_YOUR OBJECTIVE:_ Nothing should be omitted: restate the full listing word for word.

-=-=-

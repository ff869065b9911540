//! Ledger collaborator interface
//!
//! The wallet talks to a node only through [`LedgerNetwork`]; transports
//! live outside this crate.

pub mod ledger;
pub mod retry;

pub use ledger::{AccountInfo, BlockInfo, LedgerNetwork, ProcessResponse, Receivable};
pub use retry::{is_stale_reason, RejectionClassifier, RetryPolicy, STALE_REASONS};
use crate::core::bytes::{decode_hex_array, WorkRoot};
use crate::error::{NanoError, Result};
use crate::utils::blake2b_64;
use data_encoding::{HEXLOWER, HEXUPPER};
use serde::{Deserialize, Deserializer, Serialize, Serializer};
use std::fmt;
use std::str::FromStr;

/// Minimum difficulty the network asks of send and change blocks
pub const SEND_THRESHOLD: u64 = 0xFFFF_FFF8_0000_0000;

/// Minimum difficulty the network asks of receive and open blocks
pub const RECEIVE_THRESHOLD: u64 = 0xFFFF_FE00_0000_0000;

/// An 8-byte proof-of-work nonce, stored big-endian
#[derive(Clone, Copy, PartialEq, Eq, Hash, Default)]
pub struct WorkSolution([u8; 8]);

impl WorkSolution {
    pub const fn new(bytes: [u8; 8]) -> WorkSolution {
        WorkSolution(bytes)
    }

    pub const fn from_u64(value: u64) -> WorkSolution {
        WorkSolution(value.to_be_bytes())
    }

    pub fn from_hex(text: &str) -> Result<WorkSolution> {
        decode_hex_array::<8>(text, "work").map(WorkSolution)
    }

    pub fn as_u64(&self) -> u64 {
        u64::from_be_bytes(self.0)
    }

    pub fn as_bytes(&self) -> &[u8; 8] {
        &self.0
    }

    pub fn to_hex(&self) -> String {
        HEXUPPER.encode(&self.0)
    }

    /// Lowercase form the node uses on the wire
    pub fn to_wire(&self) -> String {
        HEXLOWER.encode(&self.0)
    }

    /// Difficulty of this nonce against `root`: the little-endian value of
    /// Blake2b-64(nonce as little-endian || root)
    pub fn difficulty(&self, root: &WorkRoot) -> u64 {
        let nonce = self.as_u64().to_le_bytes();
        u64::from_le_bytes(blake2b_64(&[nonce.as_slice(), root.as_bytes()]))
    }

    pub fn meets(&self, root: &WorkRoot, threshold: u64) -> bool {
        self.difficulty(root) >= threshold
    }
}

impl FromStr for WorkSolution {
    type Err = NanoError;

    fn from_str(s: &str) -> Result<Self> {
        Self::from_hex(s)
    }
}

impl fmt::Display for WorkSolution {
    fn fmt(&self, f: &mut fmt::Formatter<'_>) -> fmt::Result {
        f.write_str(&self.to_hex())
    }
}

impl fmt::Debug for WorkSolution {
    fn fmt(&self, f: &mut fmt::Formatter<'_>) -> fmt::Result {
        write!(f, "WorkSolution({})", self.to_wire())
    }
}

impl Serialize for WorkSolution {
    fn serialize<S: Serializer>(&self, serializer: S) -> std::result::Result<S::Ok, S::Error> {
        serializer.serialize_str(&self.to_wire())
    }
}

impl<'de> Deserialize<'de> for WorkSolution {
    fn deserialize<D: Deserializer<'de>>(deserializer: D) -> std::result::Result<Self, D::Error> {
        let text = String::deserialize(deserializer)?;
        WorkSolution::from_hex(&text).map_err(serde::de::Error::custom)
    }
}

/// Supplies proof-of-work for a root. Searching is the implementor's job
/// (a work server, a GPU, a remote peer); this crate only asks and checks.
pub trait WorkGenerator: Send + Sync {
    /// Produce a nonce for `root` whose difficulty is at least `threshold`
    fn generate(&self, root: &WorkRoot, threshold: u64) -> Result<WorkSolution>;
}

#[cfg(test)]
mod tests {
    use super::*;

    fn root() -> WorkRoot {
        WorkRoot::from_hex("8AF1B28DA06C9CA2466159428733B971068BF154DBA2AB10372510D52E86CC97")
            .unwrap()
    }

    #[test]
    fn test_hex_forms() {
        let work = WorkSolution::from_hex("7202DF8A7C380578").unwrap();
        assert_eq!(work.as_u64(), 0x7202_df8a_7c38_0578);
        assert_eq!(work.to_string(), "7202DF8A7C380578");
        assert_eq!(work.to_wire(), "7202df8a7c380578");
        assert_eq!(WorkSolution::from_u64(0x7202_df8a_7c38_0578), work);
    }

    #[test]
    fn test_difficulty_vector() {
        let work = WorkSolution::from_u64(0x7202_df8a_7c38_0578);
        assert_eq!(work.difficulty(&root()), 0x930e_c743_f055_437e);
        assert!(work.meets(&root(), 0x9000_0000_0000_0000));
        assert!(!work.meets(&root(), RECEIVE_THRESHOLD));
        assert!(!work.meets(&root(), SEND_THRESHOLD));
    }

    #[test]
    fn test_serde_is_lowercase_and_accepts_uppercase() {
        let work = WorkSolution::from_u64(0xABCD);
        assert_eq!(serde_json::to_string(&work).unwrap(), "\"000000000000abcd\"");
        let back: WorkSolution = serde_json::from_str("\"000000000000ABCD\"").unwrap();
        assert_eq!(back, work);
    }

    #[test]
    fn test_bad_work_text() {
        assert!(WorkSolution::from_hex("1234").unwrap_err().is_format());
    }
}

-=-=-

_THE ANSWER:_
repository ff869065b9911540
//! Ledger collaborator interface
//!
//! The wallet talks to a node only through [`LedgerNetwork`]; transports
//! live outside this crate.

pub mod ledger;
pub mod retry;

pub use ledger::{AccountInfo, BlockInfo, LedgerNetwork, ProcessResponse, Receivable};
pub use retry::{is_stale_reason, RejectionClassifier, RetryPolicy, STALE_REASONS};
use crate::core::bytes::{decode_hex_array, WorkRoot};
use crate::error::{NanoError, Result};
use crate::utils::blake2b_64;
use data_encoding::{HEXLOWER, HEXUPPER};
use serde::{Deserialize, Deserializer, Serialize, Serializer};
use std::fmt;
use std::str::FromStr;

/// Minimum difficulty the network asks of send and change blocks
pub const SEND_THRESHOLD: u64 = 0xFFFF_FFF8_0000_0000;

/// Minimum difficulty the network asks of receive and open blocks
pub const RECEIVE_THRESHOLD: u64 = 0xFFFF_FE00_0000_0000;

/// An 8-byte proof-of-work nonce, stored big-endian
#[derive(Clone, Copy, PartialEq, Eq, Hash, Default)]
pub struct WorkSolution([u8; 8]);

impl WorkSolution {
    pub const fn new(bytes: [u8; 8]) -> WorkSolution {
        WorkSolution(bytes)
    }

    pub const fn from_u64(value: u64) -> WorkSolution {
        WorkSolution(value.to_be_bytes())
    }

    pub fn from_hex(text: &str) -> Result<WorkSolution> {
        decode_hex_array::<8>(text, "work").map(WorkSolution)
    }

    pub fn as_u64(&self) -> u64 {
        u64::from_be_bytes(self.0)
    }

    pub fn as_bytes(&self) -> &[u8; 8] {
        &self.0
    }

    pub fn to_hex(&self) -> String {
        HEXUPPER.encode(&self.0)
    }

    /// Lowercase form the node uses on the wire
    pub fn to_wire(&self) -> String {
        HEXLOWER.encode(&self.0)
    }

    /// Difficulty of this nonce against `root`: the little-endian value of
    /// Blake2b-64(nonce as little-endian || root)
    pub fn difficulty(&self, root: &WorkRoot) -> u64 {
        let nonce = self.as_u64().to_le_bytes();
        u64::from_le_bytes(blake2b_64(&[nonce.as_slice(), root.as_bytes()]))
    }

    pub fn meets(&self, root: &WorkRoot, threshold: u64) -> bool {
        self.difficulty(root) >= threshold
    }
}

impl FromStr for WorkSolution {
    type Err = NanoError;

    fn from_str(s: &str) -> Result<Self> {
        Self::from_hex(s)
    }
}

impl fmt::Display for WorkSolution {
    fn fmt(&self, f: &mut fmt::Formatter<'_>) -> fmt::Result {
        f.write_str(&self.to_hex())
    }
}

impl fmt::Debug for WorkSolution {
    fn fmt(&self, f: &mut fmt::Formatter<'_>) -> fmt::Result {
        write!(f, "WorkSolution({})", self.to_wire())
    }
}

impl Serialize for WorkSolution {
    fn serialize<S: Serializer>(&self, serializer: S) -> std::result::Result<S::Ok, S::Error> {
        serializer.serialize_str(&self.to_wire())
    }
}

impl<'de> Deserialize<'de> for WorkSolution {
    fn deserialize<D: Deserializer<'de>>(deserializer: D) -> std::result::Result<Self, D::Error> {
        let text = String::deserialize(deserializer)?;
        WorkSolution::from_hex(&text).map_err(serde::de::Error::custom)
    }
}

/// Supplies proof-of-work for a root. Searching is the implementor's job
/// (a work server, a GPU, a remote peer); this crate only asks and checks.
pub trait WorkGenerator: Send + Sync {
    /// Produce a nonce for `root` whose difficulty is at least `threshold`
    fn generate(&self, root: &WorkRoot, threshold: u64) -> Result<WorkSolution>;
}

#[cfg(test)]
mod tests {
    use super::*;

    fn root() -> WorkRoot {
        WorkRoot::from_hex("8AF1B28DA06C9CA2466159428733B971068BF154DBA2AB10372510D52E86CC97")
            .unwrap()
    }

    #[test]
    fn test_hex_forms() {
        let work = WorkSolution::from_hex("7202DF8A7C380578").unwrap();
        assert_eq!(work.as_u64(), 0x7202_df8a_7c38_0578);
        assert_eq!(work.to_string(), "7202DF8A7C380578");
        assert_eq!(work.to_wire(), "7202df8a7c380578");
        assert_eq!(WorkSolution::from_u64(0x7202_df8a_7c38_0578), work);
    }

    #[test]
    fn test_difficulty_vector() {
        let work = WorkSolution::from_u64(0x7202_df8a_7c38_0578);
        assert_eq!(work.difficulty(&root()), 0x930e_c743_f055_437e);
        assert!(work.meets(&root(), 0x9000_0000_0000_0000));
        assert!(!work.meets(&root(), RECEIVE_THRESHOLD));
        assert!(!work.meets(&root(), SEND_THRESHOLD));
    }

    #[test]
    fn test_serde_is_lowercase_and_accepts_uppercase() {
        let work = WorkSolution::from_u64(0xABCD);
        assert_eq!(serde_json::to_string(&work).unwrap(), "\"000000000000abcd\"");
        let back: WorkSolution = serde_json::from_str("\"000000000000ABCD\"").unwrap();
        assert_eq!(back, work);
    }

    #[test]
    fn test_bad_work_text() {
        assert!(WorkSolution::from_hex("1234").unwrap_err().is_format());
    }
}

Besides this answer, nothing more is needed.